Amir Qaseem, MD, PhD, MHA; Michael J. Barry, MD; Linda L. Humphrey, MD, MPH; Mary Ann Forciea, MD; for the Clinical Guidelines Committee of the American College of Physicians (*)
Note: Clinical practice guidelines are “guides” only and may not apply to all patients and all clinical situations. Thus, they are not intended to override clinicians' judgment. All ACP clinical practice guidelines are considered automatically withdrawn or invalid 5 years after publication or once an update has been issued.
Disclaimer: The authors of this article are responsible for its contents, including any clinical or treatment recommendations.
Financial Support: Financial support for the development of this guideline comes exclusively from the ACP operating budget.
Disclosures: Dr. Barry reports grants, personal fees, and nonfinancial support from Informed Medical Decisions Foundation and Healthwise, both nonprofits, outside the submitted work. Authors not named here have disclosed no conflicts of interest. Disclosures can also be viewed at www.acponline.org/authors/icmje/ConflictOfInterestForms.do?msNum=M16-1860. All financial and intellectual disclosures of interest were declared and potential conflicts were discussed and managed. Drs. Boyd, Iorio, and Vijan were recused from voting on this guideline because of active intellectual conflicts. Dr. Manaker was recused from voting on this guideline because of an active indirect financial conflict.
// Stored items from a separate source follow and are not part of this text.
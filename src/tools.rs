use serde::de::DeserializeOwned;
use serde::{Deserialize, Serialize};
use serde_json::Value;
use tracing::{debug, info};

use crate::api::{AnytypeApi, UpdateMemberRequest};
use crate::config::MAX_PAGE_LIMIT;
use crate::errors::{AppError, AppResult};
use crate::icons::DisplayIcon;
use crate::models::{Member, MemberRole, MemberStatus};
use crate::pagination::{PageRequest, Pagination};

pub const TOOL_NAMES: [&str; 6] = [
    "approve-member",
    "decline-member",
    "reject-member",
    "remove-member",
    "update-member",
    "get-members",
];

#[derive(Debug, Clone, Deserialize)]
#[serde(rename_all = "camelCase")]
pub struct MemberInput {
    pub space_id: String,
    pub member_id: String,
}

#[derive(Debug, Clone, Deserialize)]
#[serde(rename_all = "camelCase")]
pub struct ApproveMemberInput {
    pub space_id: String,
    pub member_id: String,
    #[serde(default = "default_approved_role")]
    pub role: MemberRole,
}

#[derive(Debug, Clone, Deserialize)]
#[serde(rename_all = "camelCase")]
pub struct UpdateMemberInput {
    pub space_id: String,
    pub member_id: String,
    pub role: MemberRole,
}

#[derive(Debug, Clone, Deserialize)]
#[serde(rename_all = "camelCase")]
pub struct GetMembersInput {
    pub space_id: String,
    #[serde(default)]
    pub offset: u32,
    #[serde(default)]
    pub limit: Option<u32>,
}

fn default_approved_role() -> MemberRole {
    MemberRole::Viewer
}

#[derive(Debug, Clone, PartialEq, Serialize)]
#[serde(rename_all = "camelCase")]
pub struct MemberOutput {
    pub id: String,
    pub name: String,
    pub icon: DisplayIcon,
    pub identity: String,
    pub global_name: String,
    pub status: MemberStatus,
    pub role: MemberRole,
}

impl From<Member> for MemberOutput {
    fn from(member: Member) -> Self {
        Self {
            id: member.id,
            name: member.name,
            icon: member.icon,
            identity: member.identity,
            global_name: member.global_name,
            status: member.status,
            role: member.role,
        }
    }
}

#[derive(Debug, Clone, PartialEq, Serialize)]
#[serde(rename_all = "camelCase")]
pub struct MembersOutput {
    pub members: Vec<MemberOutput>,
    pub pagination: Pagination,
}

async fn set_member(
    api: &AnytypeApi,
    space_id: &str,
    member_id: &str,
    request: UpdateMemberRequest,
) -> AppResult<MemberOutput> {
    let member = api.update_member(space_id, member_id, &request).await?;
    info!(
        target: "tools",
        space_id,
        member_id,
        status = ?member.status,
        role = ?member.role,
        "member updated"
    );
    Ok(member.into())
}

/// Admits a pending member with the requested role.
pub async fn approve_member(api: &AnytypeApi, input: ApproveMemberInput) -> AppResult<MemberOutput> {
    set_member(
        api,
        &input.space_id,
        &input.member_id,
        UpdateMemberRequest {
            status: Some(MemberStatus::Active),
            role: Some(input.role),
        },
    )
    .await
}

pub async fn decline_member(api: &AnytypeApi, input: MemberInput) -> AppResult<MemberOutput> {
    set_member(
        api,
        &input.space_id,
        &input.member_id,
        UpdateMemberRequest {
            status: Some(MemberStatus::Declined),
            role: None,
        },
    )
    .await
}

/// Declines a join request, refusing members that are not waiting to join.
pub async fn reject_member(api: &AnytypeApi, input: MemberInput) -> AppResult<MemberOutput> {
    let member = api.get_member(&input.space_id, &input.member_id).await?;
    if member.status != MemberStatus::Joining {
        return Err(AppError::InvalidInput(format!(
            "member {} has no pending join request",
            input.member_id
        )));
    }
    decline_member(api, input).await
}

pub async fn remove_member(api: &AnytypeApi, input: MemberInput) -> AppResult<MemberOutput> {
    set_member(
        api,
        &input.space_id,
        &input.member_id,
        UpdateMemberRequest {
            status: Some(MemberStatus::Removed),
            role: None,
        },
    )
    .await
}

pub async fn update_member(api: &AnytypeApi, input: UpdateMemberInput) -> AppResult<MemberOutput> {
    set_member(
        api,
        &input.space_id,
        &input.member_id,
        UpdateMemberRequest {
            status: None,
            role: Some(input.role),
        },
    )
    .await
}

/// Lists one page of members; `default_limit` applies when the input names
/// no limit.
pub async fn get_members(
    api: &AnytypeApi,
    input: GetMembersInput,
    default_limit: u32,
) -> AppResult<MembersOutput> {
    let page = PageRequest {
        offset: input.offset,
        limit: input.limit.unwrap_or(default_limit).clamp(1, MAX_PAGE_LIMIT),
    };
    let members = api.get_members(&input.space_id, page).await?;
    Ok(MembersOutput {
        members: members.items.into_iter().map(MemberOutput::from).collect(),
        pagination: members.pagination,
    })
}

fn parse_input<T: DeserializeOwned>(tool: &str, input: Value) -> AppResult<T> {
    serde_json::from_value(input)
        .map_err(|err| AppError::InvalidInput(format!("{tool}: {err}")))
}

/// Dispatches a tool call by its kebab-case name. `page_limit` is the
/// configured default page size for list tools.
pub async fn run_tool(
    api: &AnytypeApi,
    name: &str,
    input: Value,
    page_limit: u32,
) -> AppResult<Value> {
    debug!(target: "tools", tool = name, "running tool");
    let output = match name {
        "approve-member" => {
            serde_json::to_value(approve_member(api, parse_input(name, input)?).await?)?
        }
        "decline-member" => {
            serde_json::to_value(decline_member(api, parse_input(name, input)?).await?)?
        }
        "reject-member" => {
            serde_json::to_value(reject_member(api, parse_input(name, input)?).await?)?
        }
        "remove-member" => {
            serde_json::to_value(remove_member(api, parse_input(name, input)?).await?)?
        }
        "update-member" => {
            serde_json::to_value(update_member(api, parse_input(name, input)?).await?)?
        }
        "get-members" => {
            serde_json::to_value(get_members(api, parse_input(name, input)?, page_limit).await?)?
        }
        other => {
            return Err(AppError::InvalidInput(format!(
                "unknown tool {other}; expected one of {}",
                TOOL_NAMES.join(", ")
            )))
        }
    };
    Ok(output)
}

#[cfg(test)]
mod tests {
    use serde_json::json;

    use super::*;
    use crate::client::AnytypeClient;
    use crate::config::AppConfig;
    use crate::icons::IconResolver;

    fn offline_api() -> AnytypeApi {
        let config = AppConfig {
            api_url: "http://127.0.0.1:1".into(),
            ..AppConfig::default()
        };
        AnytypeApi::new(AnytypeClient::new(&config).unwrap(), IconResolver::offline())
    }

    #[test]
    fn approve_defaults_to_viewer() {
        let input: ApproveMemberInput =
            serde_json::from_value(json!({"spaceId": "s", "memberId": "m"})).unwrap();
        assert_eq!(input.role, MemberRole::Viewer);

        let input: ApproveMemberInput =
            serde_json::from_value(json!({"spaceId": "s", "memberId": "m", "role": "editor"}))
                .unwrap();
        assert_eq!(input.role, MemberRole::Editor);
    }

    #[tokio::test]
    async fn rejects_unknown_tools_and_bad_input() {
        let api = offline_api();
        let err = run_tool(&api, "delete-space", json!({}), 50).await.unwrap_err();
        assert!(matches!(err, AppError::InvalidInput(_)));
        assert!(err.to_string().contains("approve-member"));

        let err = run_tool(&api, "remove-member", json!({"spaceId": "s"}), 50)
            .await
            .unwrap_err();
        assert!(err.to_string().contains("memberId"));
    }

    #[test]
    fn output_uses_camel_case() {
        let output = MemberOutput {
            id: "m".into(),
            name: "Ann".into(),
            icon: DisplayIcon::fallback_for(crate::models::ObjectLayout::Participant),
            identity: "id".into(),
            global_name: "ann.any".into(),
            status: MemberStatus::Active,
            role: MemberRole::Owner,
        };
        let value = serde_json::to_value(output).unwrap();
        assert_eq!(value["globalName"], "ann.any");
        assert_eq!(value["status"], "active");
        assert_eq!(value["role"], "owner");
    }
}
A record of disclosures and management of conflicts of interest is kept for each Clinical Guidelines Committee meeting and conference call and can be viewed at www.acponline.org/clinical_information/guidelines/guidelines/conflicts_cgc.htm.
Editors' Disclosures: Christine Laine, MD, MPH, Editor in Chief, reports that she has no financial relationships or interests to disclose. Darren B. Taichman, MD, PhD, Executive Deputy Editor, reports that he has no financial relationships or interests to disclose. Cynthia D. Mulrow, MD, MSc, Senior Deputy Editor, reports that she has no relationships or interests to disclose. Deborah Cotton, MD, MPH, Deputy Editor, reports that she has no financial relationships or interest to disclose. Jaya K. Rao, MD, MHS, Deputy Editor, reports that she has stock holdings/options in Eli Lilly and Pfizer. Sankey V. Williams, MD, Deputy Editor, reports that he has no financial relationships or interests to disclose. Catharine B. Stack, PhD, MS, Deputy Editor for Statistics, reports that she has stock holdings in Pfizer and Johnson & Johnson.
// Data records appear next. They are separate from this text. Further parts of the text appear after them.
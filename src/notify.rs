use std::sync::Arc;

use parking_lot::Mutex;
use serde::Serialize;
use tracing::{error, info};

#[derive(Debug, Clone, Copy, PartialEq, Eq, Serialize)]
#[serde(rename_all = "snake_case")]
pub enum ToastStyle {
    Success,
    Failure,
    Animated,
}

#[derive(Debug, Clone, PartialEq, Eq, Serialize)]
pub struct Toast {
    pub style: ToastStyle,
    pub title: String,
    pub message: Option<String>,
}

impl Toast {
    pub fn success(title: impl Into<String>) -> Self {
        Self {
            style: ToastStyle::Success,
            title: title.into(),
            message: None,
        }
    }

    /// In-progress notice; hosts render it with a spinner.
    pub fn animated(title: impl Into<String>, message: impl Into<String>) -> Self {
        Self {
            style: ToastStyle::Animated,
            title: title.into(),
            message: Some(message.into()),
        }
    }

    pub fn failure(title: impl Into<String>, message: impl Into<String>) -> Self {
        Self {
            style: ToastStyle::Failure,
            title: title.into(),
            message: Some(message.into()),
        }
    }
}

/// Host notification capability.
pub trait Notifier: Send + Sync {
    fn show(&self, toast: Toast);
}

/// Writes toasts to the log when no host surface is attached.
#[derive(Clone, Copy, Default)]
pub struct LogNotifier;

impl Notifier for LogNotifier {
    fn show(&self, toast: Toast) {
        match toast.style {
            ToastStyle::Failure => error!(
                target: "toast",
                title = %toast.title,
                message = toast.message.as_deref().unwrap_or_default(),
                "failure"
            ),
            _ => info!(
                target: "toast",
                title = %toast.title,
                message = toast.message.as_deref().unwrap_or_default(),
                "notice"
            ),
        }
    }
}

/// Keeps every toast it is shown.
#[derive(Clone, Default)]
pub struct RecordingNotifier {
    toasts: Arc<Mutex<Vec<Toast>>>,
}

impl RecordingNotifier {
    pub fn new() -> Self {
        Self::default()
    }

    pub fn toasts(&self) -> Vec<Toast> {
        self.toasts.lock().clone()
    }
}

impl Notifier for RecordingNotifier {
    fn show(&self, toast: Toast) {
        self.toasts.lock().push(toast);
    }
}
Requests for Single Reprints: Amir Qaseem, MD, PhD, MHA, American College of Physicians, 190 N. Independence Mall West, Philadelphia, PA 19106; e-mail, email@example.com.
Current Author Addresses: Dr. Qaseem: American College of Physicians, 190 N. Independence Mall West, Philadelphia, PA 19106.
Dr. Barry: Massachusetts General Hospital, 50 Staniford Street, Boston, MA 02114.
Dr. Humphrey: Oregon Health and Science University, 3710 Southwest U.S. Veterans Hospital Road, Portland, OR 97201.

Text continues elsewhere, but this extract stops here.